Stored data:
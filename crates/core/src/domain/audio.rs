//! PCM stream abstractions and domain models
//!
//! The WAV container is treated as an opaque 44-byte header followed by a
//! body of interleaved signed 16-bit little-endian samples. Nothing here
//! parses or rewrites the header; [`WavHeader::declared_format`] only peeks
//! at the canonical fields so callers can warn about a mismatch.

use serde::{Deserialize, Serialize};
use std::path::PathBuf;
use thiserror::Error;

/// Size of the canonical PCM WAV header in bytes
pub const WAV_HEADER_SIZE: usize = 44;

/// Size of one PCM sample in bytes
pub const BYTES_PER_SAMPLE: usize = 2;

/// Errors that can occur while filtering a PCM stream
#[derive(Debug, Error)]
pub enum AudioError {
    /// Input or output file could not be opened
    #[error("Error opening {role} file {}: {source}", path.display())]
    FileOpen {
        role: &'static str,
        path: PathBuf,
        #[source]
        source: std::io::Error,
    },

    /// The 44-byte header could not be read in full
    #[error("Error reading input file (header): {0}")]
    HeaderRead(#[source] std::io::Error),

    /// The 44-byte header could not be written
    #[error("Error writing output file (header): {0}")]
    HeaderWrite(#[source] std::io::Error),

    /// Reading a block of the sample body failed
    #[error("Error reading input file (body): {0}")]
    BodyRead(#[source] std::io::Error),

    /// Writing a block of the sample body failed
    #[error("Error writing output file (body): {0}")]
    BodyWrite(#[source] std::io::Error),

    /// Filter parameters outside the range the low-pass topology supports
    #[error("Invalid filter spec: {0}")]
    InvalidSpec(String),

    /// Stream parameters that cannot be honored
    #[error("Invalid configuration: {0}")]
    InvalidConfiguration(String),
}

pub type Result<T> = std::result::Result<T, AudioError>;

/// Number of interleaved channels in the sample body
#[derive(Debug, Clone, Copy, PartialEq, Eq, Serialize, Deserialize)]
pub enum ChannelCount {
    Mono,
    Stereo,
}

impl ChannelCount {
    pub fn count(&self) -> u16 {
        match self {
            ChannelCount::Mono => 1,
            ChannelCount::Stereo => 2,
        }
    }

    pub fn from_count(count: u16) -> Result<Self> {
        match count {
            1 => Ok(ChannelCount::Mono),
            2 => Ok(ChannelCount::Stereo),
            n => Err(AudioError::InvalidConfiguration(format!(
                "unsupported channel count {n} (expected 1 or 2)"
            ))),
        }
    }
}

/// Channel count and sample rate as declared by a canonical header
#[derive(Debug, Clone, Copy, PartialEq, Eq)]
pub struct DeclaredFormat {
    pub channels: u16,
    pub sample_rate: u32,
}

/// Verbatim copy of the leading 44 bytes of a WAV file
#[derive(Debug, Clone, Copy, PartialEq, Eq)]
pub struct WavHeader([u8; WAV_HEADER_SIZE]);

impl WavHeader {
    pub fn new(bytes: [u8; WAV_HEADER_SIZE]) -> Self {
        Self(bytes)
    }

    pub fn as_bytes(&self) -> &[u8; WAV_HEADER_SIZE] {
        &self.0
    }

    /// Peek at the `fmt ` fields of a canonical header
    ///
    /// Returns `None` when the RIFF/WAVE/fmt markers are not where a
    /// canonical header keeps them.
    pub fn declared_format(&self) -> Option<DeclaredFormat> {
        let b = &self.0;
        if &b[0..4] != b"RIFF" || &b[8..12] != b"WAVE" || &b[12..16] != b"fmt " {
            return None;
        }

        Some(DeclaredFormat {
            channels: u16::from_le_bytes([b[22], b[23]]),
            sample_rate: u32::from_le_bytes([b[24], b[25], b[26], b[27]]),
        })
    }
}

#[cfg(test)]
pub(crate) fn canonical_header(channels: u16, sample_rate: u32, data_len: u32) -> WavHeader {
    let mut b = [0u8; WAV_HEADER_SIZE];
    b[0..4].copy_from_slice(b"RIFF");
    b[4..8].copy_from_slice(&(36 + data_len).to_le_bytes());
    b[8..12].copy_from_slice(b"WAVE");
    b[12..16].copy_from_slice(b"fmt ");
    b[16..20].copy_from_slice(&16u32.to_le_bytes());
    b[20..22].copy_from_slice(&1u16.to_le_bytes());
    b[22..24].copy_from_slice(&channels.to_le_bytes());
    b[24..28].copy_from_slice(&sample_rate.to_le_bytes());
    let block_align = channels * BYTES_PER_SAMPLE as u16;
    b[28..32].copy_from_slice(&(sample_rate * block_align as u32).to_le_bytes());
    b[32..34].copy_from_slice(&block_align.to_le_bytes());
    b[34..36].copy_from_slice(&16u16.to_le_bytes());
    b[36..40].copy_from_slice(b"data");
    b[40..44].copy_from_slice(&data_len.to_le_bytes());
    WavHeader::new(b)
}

# Task description
When a line of the data holds the string "failed", pick it out and copy it.

# Solution for this task
    /// Reading a block of the sample body failed
    /// Writing a block of the sample body failed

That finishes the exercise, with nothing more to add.